From: SHAH FAISAL KHAN <email@example.com>
Date: Sat, May 4, 2013 at 9:01 PM
Subject: [Hyderabad-Rocks] "SR 2 stores are gone forever-SAUDI ARABIA"
SR 2 stores are gone forever
RIYADH: RODOLFO C. ESTIMO JR.
Saturday 4 May 2013
Last Update 4 May 2013 12:41 pm
Gone are the days when expatriates in the Kingdom could go to stores selling items for as little as SR 2, which they would then send home and sell for a profit to pay for food, school fees and housing.
"This is sad but what does one do? Increasing prices, especially for basic commodities, seems to be the order of the day," said Nita Brenna, a housewife.
She and her husband Floro used to visit these shops at night to buy various items that they would send to their children in the Philippines using door-to-door delivery companies. Many of the items were resold for a profit by their children who were still studying back home.

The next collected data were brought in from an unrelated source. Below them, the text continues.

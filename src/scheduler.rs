//! Periodic driver: for each configured vault, ask the Decision Engine for a
//! fresh recommendation and hand it to the Rebalancer.
//!
//! Vaults are processed serially with a fixed delay between them to stay
//! under the RPC provider's rate limits. A failure for one vault is logged
//! and the cycle moves on to the next.

use alloy::primitives::Address;
use chrono::{DateTime, Utc};
use serde::{Deserialize, Serialize};
use std::time::Duration;
use tokio::sync::{mpsc, watch};
use tokio::time::{Instant, MissedTickBehavior};
use tracing::{debug, error, info, warn};

use crate::agent::DecisionEngine;
use crate::rebalancing::{RebalanceReason, Rebalancer};

const COMMAND_CHANNEL_CAPACITY: usize = 16;

#[derive(Debug, Clone, Deserialize)]
#[serde(deny_unknown_fields)]
pub(crate) struct SchedulerConfig {
    pub(crate) enabled: Option<bool>,
    pub(crate) interval_secs: Option<u64>,
    pub(crate) inter_vault_delay_secs: Option<u64>,
}

#[derive(Debug, Clone, Copy, PartialEq, Eq)]
pub struct SchedulerSettings {
    /// A disabled scheduler starts paused; `resume` and `trigger_now`
    /// still work.
    pub enabled: bool,
    pub interval: Duration,
    pub inter_vault_delay: Duration,
}

impl Default for SchedulerSettings {
    fn default() -> Self {
        Self {
            enabled: true,
            interval: Duration::from_secs(3_600),
            inter_vault_delay: Duration::from_secs(5),
        }
    }
}

impl From<SchedulerConfig> for SchedulerSettings {
    fn from(config: SchedulerConfig) -> Self {
        let defaults = Self::default();

        Self {
            enabled: config.enabled.unwrap_or(defaults.enabled),
            interval: config
                .interval_secs
                .map_or(defaults.interval, Duration::from_secs),
            inter_vault_delay: config
                .inter_vault_delay_secs
                .map_or(defaults.inter_vault_delay, Duration::from_secs),
        }
    }
}

/// Tally of one pass over every vault.
#[derive(Debug, Clone, Default, PartialEq, Eq, Serialize)]
#[serde(rename_all = "camelCase")]
pub struct CycleSummary {
    pub vaults: usize,
    pub decisions: usize,
    pub rebalances_executed: usize,
    pub failures: usize,
}

#[derive(Debug, Clone, Default, PartialEq, Serialize)]
#[serde(rename_all = "camelCase")]
pub struct SchedulerStatus {
    pub paused: bool,
    pub running: bool,
    pub cycles_completed: u64,
    pub last_cycle_started_at: Option<DateTime<Utc>>,
    pub last_cycle_finished_at: Option<DateTime<Utc>>,
    pub last_cycle: Option<CycleSummary>,
}

#[derive(Debug, Clone, Copy, PartialEq, Eq)]
enum Command {
    Pause,
    Resume,
    TriggerNow,
}

#[derive(Debug, thiserror::Error)]
pub enum SchedulerError {
    #[error("scheduler has stopped")]
    Stopped,
}

/// Control surface for a running [`Scheduler`]. Cheap to clone.
#[derive(Debug, Clone)]
pub struct SchedulerHandle {
    commands: mpsc::Sender<Command>,
    status: watch::Receiver<SchedulerStatus>,
}

impl SchedulerHandle {
    /// Skips scheduled cycles until resumed. A cycle already running
    /// finishes.
    pub async fn pause(&self) -> Result<(), SchedulerError> {
        self.send(Command::Pause).await
    }

    pub async fn resume(&self) -> Result<(), SchedulerError> {
        self.send(Command::Resume).await
    }

    /// Queues one cycle to run as soon as the current one (if any) ends,
    /// whether or not the scheduler is paused.
    pub async fn trigger_now(&self) -> Result<(), SchedulerError> {
        self.send(Command::TriggerNow).await
    }

    pub fn status(&self) -> SchedulerStatus {
        self.status.borrow().clone()
    }

    /// Resolves once at least `cycles` cycles have completed.
    pub async fn wait_for_cycles(&self, cycles: u64) -> Result<SchedulerStatus, SchedulerError> {
        let mut status = self.status.clone();
        let reached = status
            .wait_for(|status| status.cycles_completed >= cycles)
            .await
            .map_err(|_| SchedulerError::Stopped)?;

        Ok(reached.clone())
    }

    async fn send(&self, command: Command) -> Result<(), SchedulerError> {
        self.commands
            .send(command)
            .await
            .map_err(|_| SchedulerError::Stopped)
    }
}

pub struct Scheduler {
    vaults: Vec<Address>,
    engine: DecisionEngine,
    rebalancer: Rebalancer,
    settings: SchedulerSettings,
    commands: mpsc::Receiver<Command>,
    status: watch::Sender<SchedulerStatus>,
}

impl Scheduler {
    pub fn new(
        vaults: Vec<Address>,
        engine: DecisionEngine,
        rebalancer: Rebalancer,
        settings: SchedulerSettings,
    ) -> (Self, SchedulerHandle) {
        let (command_tx, command_rx) = mpsc::channel(COMMAND_CHANNEL_CAPACITY);
        let (status_tx, status_rx) = watch::channel(SchedulerStatus {
            paused: !settings.enabled,
            ..SchedulerStatus::default()
        });

        let scheduler = Self {
            vaults,
            engine,
            rebalancer,
            settings,
            commands: command_rx,
            status: status_tx,
        };

        let handle = SchedulerHandle {
            commands: command_tx,
            status: status_rx,
        };

        (scheduler, handle)
    }

    /// Runs until every [`SchedulerHandle`] has been dropped. The first
    /// scheduled cycle fires one full interval after start, giving the
    /// indexer time to backfill.
    #[tracing::instrument(skip(self), fields(vaults = self.vaults.len()), level = tracing::Level::INFO)]
    pub async fn run(mut self) {
        let mut interval = tokio::time::interval_at(
            Instant::now() + self.settings.interval,
            self.settings.interval,
        );
        interval.set_missed_tick_behavior(MissedTickBehavior::Skip);

        info!(
            interval = ?self.settings.interval,
            paused = self.status.borrow().paused,
            "Scheduler started"
        );

        loop {
            tokio::select! {
                biased;

                command = self.commands.recv() => {
                    let Some(command) = command else {
                        info!("All scheduler handles dropped, stopping");
                        return;
                    };

                    self.handle(command).await;
                }

                _ = interval.tick() => {
                    if self.status.borrow().paused {
                        debug!("Scheduler paused, skipping cycle");
                    } else {
                        self.run_cycle().await;
                    }
                }
            }
        }
    }

    async fn handle(&mut self, command: Command) {
        match command {
            Command::Pause => {
                info!("Scheduler paused");
                self.status.send_modify(|status| status.paused = true);
            }
            Command::Resume => {
                info!("Scheduler resumed");
                self.status.send_modify(|status| status.paused = false);
            }
            Command::TriggerNow => {
                info!("Manual cycle triggered");
                self.run_cycle().await;
            }
        }
    }

    async fn run_cycle(&self) {
        let started_at = Utc::now();
        self.status.send_modify(|status| {
            status.running = true;
            status.last_cycle_started_at = Some(started_at);
        });

        let mut summary = CycleSummary {
            vaults: self.vaults.len(),
            ..CycleSummary::default()
        };

        for (position, vault) in self.vaults.iter().enumerate() {
            if position > 0 && !self.settings.inter_vault_delay.is_zero() {
                tokio::time::sleep(self.settings.inter_vault_delay).await;
            }

            self.process_vault(*vault, &mut summary).await;
        }

        info!(
            vaults = summary.vaults,
            decisions = summary.decisions,
            rebalances_executed = summary.rebalances_executed,
            failures = summary.failures,
            "Scheduler cycle complete"
        );

        let finished_at = Utc::now();
        self.status.send_modify(|status| {
            status.running = false;
            status.cycles_completed += 1;
            status.last_cycle_finished_at = Some(finished_at);
            status.last_cycle = Some(summary);
        });
    }

    async fn process_vault(&self, vault: Address, summary: &mut CycleSummary) {
        let decision = match self.engine.decide(vault).await {
            Ok(decision) => decision,
            Err(error) => {
                error!(%vault, %error, "Decision failed, skipping vault this cycle");
                summary.failures += 1;
                return;
            }
        };

        summary.decisions += 1;
        debug!(%vault, decision_id = decision.id, confidence = decision.confidence, "Decision recorded");

        match self.rebalancer.execute(vault).await {
            Ok(outcome) if outcome.executed => {
                summary.rebalances_executed += 1;
                info!(%vault, tx_hash = ?outcome.tx_hash, "Scheduled rebalance executed");
            }
            Ok(outcome) if outcome.reason == RebalanceReason::NoSigner => {
                warn!(%vault, "Rebalance recommended but no signer is configured");
            }
            Ok(outcome) => {
                debug!(%vault, reason = ?outcome.reason, "No rebalance this cycle");
            }
            Err(error) => {
                error!(%vault, %error, "Rebalance failed");
                summary.failures += 1;
            }
        }
    }
}
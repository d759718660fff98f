//! Rebalancing State Machine.
//!
//! A call moves `Idle -> Evaluating`, then either ends in a no-action
//! outcome (`NoRecommendation`, `StaleRecommendation`, `NoRebalanceNeeded`,
//! `InsufficientConfidence`, `NoSigner`) or goes on to `Executing`, which
//! ends `Executed` or fails with a [`RebalanceError`]. No-action outcomes
//! are successes carrying a reason, not errors.
//!
//! The only state kept between calls is the per-vault in-progress set.

mod guard;
mod rebalancer;

pub use rebalancer::{
    RebalanceConfig, RebalanceError, RebalanceOutcome, RebalanceReason, Rebalancer,
    needs_rebalance,
};
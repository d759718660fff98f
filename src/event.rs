//! Typed vault events: the closed set of log shapes the indexer folds into
//! aggregate state.

use alloy::primitives::{Address, TxHash, U256};
use serde::{Deserialize, Serialize};
use std::fmt;
use std::str::FromStr;

/// Reorg-stable identity of an emitted log. Primary key of every
/// append-only table.
#[derive(Debug, Clone, Copy, PartialEq, Eq, Hash, PartialOrd, Ord)]
pub struct EventId {
    pub tx_hash: TxHash,
    pub log_index: u64,
}

impl fmt::Display for EventId {
    fn fmt(&self, f: &mut fmt::Formatter<'_>) -> fmt::Result {
        write!(f, "{:#x}:{}", self.tx_hash, self.log_index)
    }
}

#[derive(Debug, Clone, PartialEq, Eq)]
pub struct VaultEvent {
    pub id: EventId,
    pub vault: Address,
    pub block_number: u64,
    pub block_timestamp: u64,
    pub kind: VaultEventKind,
}

#[derive(Debug, Clone, PartialEq, Eq)]
pub enum VaultEventKind {
    Deposit {
        sender: Address,
        owner: Address,
        assets: U256,
        shares: U256,
    },
    Withdraw {
        sender: Address,
        receiver: Address,
        owner: Address,
        assets: U256,
        shares: U256,
    },
    StrategyDeposit {
        strategy: Address,
        assets: U256,
    },
    StrategyWithdrawal {
        strategy: Address,
        assets: U256,
    },
    StrategyAllocationUpdated {
        strategy: Address,
        allocation_bp: U256,
    },
    /// Parallel arrays; the decoder guarantees equal length.
    RebalanceExecuted {
        strategies: Vec<Address>,
        allocations: Vec<U256>,
    },
    YieldHarvested {
        total_yield: U256,
    },
}

impl VaultEventKind {
    pub const fn name(&self) -> &'static str {
        match self {
            Self::Deposit { .. } => "Deposit",
            Self::Withdraw { .. } => "Withdraw",
            Self::StrategyDeposit { .. } => "StrategyDeposit",
            Self::StrategyWithdrawal { .. } => "StrategyWithdrawal",
            Self::StrategyAllocationUpdated { .. } => "StrategyAllocationUpdated",
            Self::RebalanceExecuted { .. } => "RebalanceExecuted",
            Self::YieldHarvested { .. } => "YieldHarvested",
        }
    }

    /// Strategy-internal movements settle without changing vault-level
    /// totals, so only these variants re-read `totalAssets`/`totalSupply`.
    pub const fn triggers_metrics_refresh(&self) -> bool {
        matches!(
            self,
            Self::Deposit { .. }
                | Self::Withdraw { .. }
                | Self::RebalanceExecuted { .. }
                | Self::YieldHarvested { .. }
        )
    }
}

#[derive(Debug, Clone, Copy, PartialEq, Eq, Hash, Serialize, Deserialize)]
#[serde(rename_all = "snake_case")]
pub enum StrategyEventType {
    Deposit,
    Withdrawal,
    AllocationUpdated,
}

impl StrategyEventType {
    pub const fn as_str(self) -> &'static str {
        match self {
            Self::Deposit => "deposit",
            Self::Withdrawal => "withdrawal",
            Self::AllocationUpdated => "allocation_updated",
        }
    }
}

impl fmt::Display for StrategyEventType {
    fn fmt(&self, f: &mut fmt::Formatter<'_>) -> fmt::Result {
        f.write_str(self.as_str())
    }
}

#[derive(Debug, thiserror::Error)]
#[error("unknown strategy event type: {0}")]
pub struct UnknownStrategyEventType(String);

impl FromStr for StrategyEventType {
    type Err = UnknownStrategyEventType;

    fn from_str(s: &str) -> Result<Self, Self::Err> {
        match s {
            "deposit" => Ok(Self::Deposit),
            "withdrawal" => Ok(Self::Withdrawal),
            "allocation_updated" => Ok(Self::AllocationUpdated),
            other => Err(UnknownStrategyEventType(other.to_string())),
        }
    }
}

/// Canonical storage form of an address: lowercase, `0x`-prefixed.
///
/// `Display` on [`Address`] produces the EIP-55 checksum form, so every
/// address that crosses into storage or JSON goes through here instead.
pub fn address_key(address: &Address) -> String {
    format!("{address:#x}")
}
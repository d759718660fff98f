//! Per-vault rebalance claims shared by every process on the database, so
//! the server's scheduler and an operator CLI never send at the same time.

use alloy::primitives::Address;
use chrono::{DateTime, Utc};
use sqlx::SqlitePool;
use std::time::Duration;

use super::StoreError;
use crate::event::address_key;

/// Takes the claim on `vault` for `holder`. A claim older than `ttl` is
/// taken over; one held by a crashed process expires instead of blocking
/// the vault forever.
///
/// Returns false when another holder's claim is still live.
pub(crate) async fn try_claim(
    pool: &SqlitePool,
    vault: &Address,
    holder: &str,
    now: DateTime<Utc>,
    ttl: Duration,
) -> Result<bool, StoreError> {
    let ttl_secs = i64::try_from(ttl.as_secs())?;
    let now = now.timestamp();

    let result = sqlx::query(
        r#"
        INSERT INTO rebalance_claims (vault_address, holder, claimed_at)
        VALUES (?1, ?2, ?3)
        ON CONFLICT(vault_address) DO UPDATE SET
            holder = excluded.holder,
            claimed_at = excluded.claimed_at
        WHERE rebalance_claims.claimed_at <= ?3 - ?4
        "#,
    )
    .bind(address_key(vault))
    .bind(holder)
    .bind(now)
    .bind(ttl_secs)
    .execute(pool)
    .await?;

    Ok(result.rows_affected() == 1)
}

/// Drops `holder`'s claim on `vault`. A claim another holder has since taken
/// over is left alone.
pub(crate) async fn release(
    pool: &SqlitePool,
    vault: &Address,
    holder: &str,
) -> Result<(), StoreError> {
    sqlx::query("DELETE FROM rebalance_claims WHERE vault_address = ? AND holder = ?")
        .bind(address_key(vault))
        .bind(holder)
        .execute(pool)
        .await?;

    Ok(())
}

The most popular items bought in bulk were plastic trays, spoons, ceramic jars for display, brooms, plastic flower pots, nail clippers, tweezers and plastic ladles.
"In other words, we used to make money out of the shops where everything was sold for SR 2 each. The profits contributed toward the matriculation fees and daily allowances of our college-going children in those days."
Echoing this sentiment, Cristy St. Ana, who works for an American firm, said: "My husband and I used to visit these stores to buy various goods and commodities which we also sent to our children in the Philippines." They would sell the items for a profit, which was spent on food and their monthly mortgage. To buy cheap goods now, they have to visit Manfouha or Haraj located in the south of Jeddah.
The Yemeni salesman of a shop in the Mursallat area said that SR 2 items have been removed from shop shelves because profits were small. There were stores that sold various items at SR 2 each because they were making money by selling in bulk. Selling items for SR 2 was one way of attracting customers.
"The profit from one item was not much but we were making money by selling as many items as possible," said another Yemeni storekeeper in Moroud area north of the city center.
Another store salesman said: "Instead of items for SR 2 each, we have goods for SR 5 and SR 10 under one roof. We also try to sell at low rates for a small profit. We try to make customers feel that they can buy more for less from us. This is a strategy to attract as many customers as possible."
He said that businessmen are "shrewd" and come up with different marketing tactics to sell and make money. He advised customers to shop around to find cheaper prices. "But gone are the days when you could find everything in one store which cost SR 2 each. Times have changed," he said.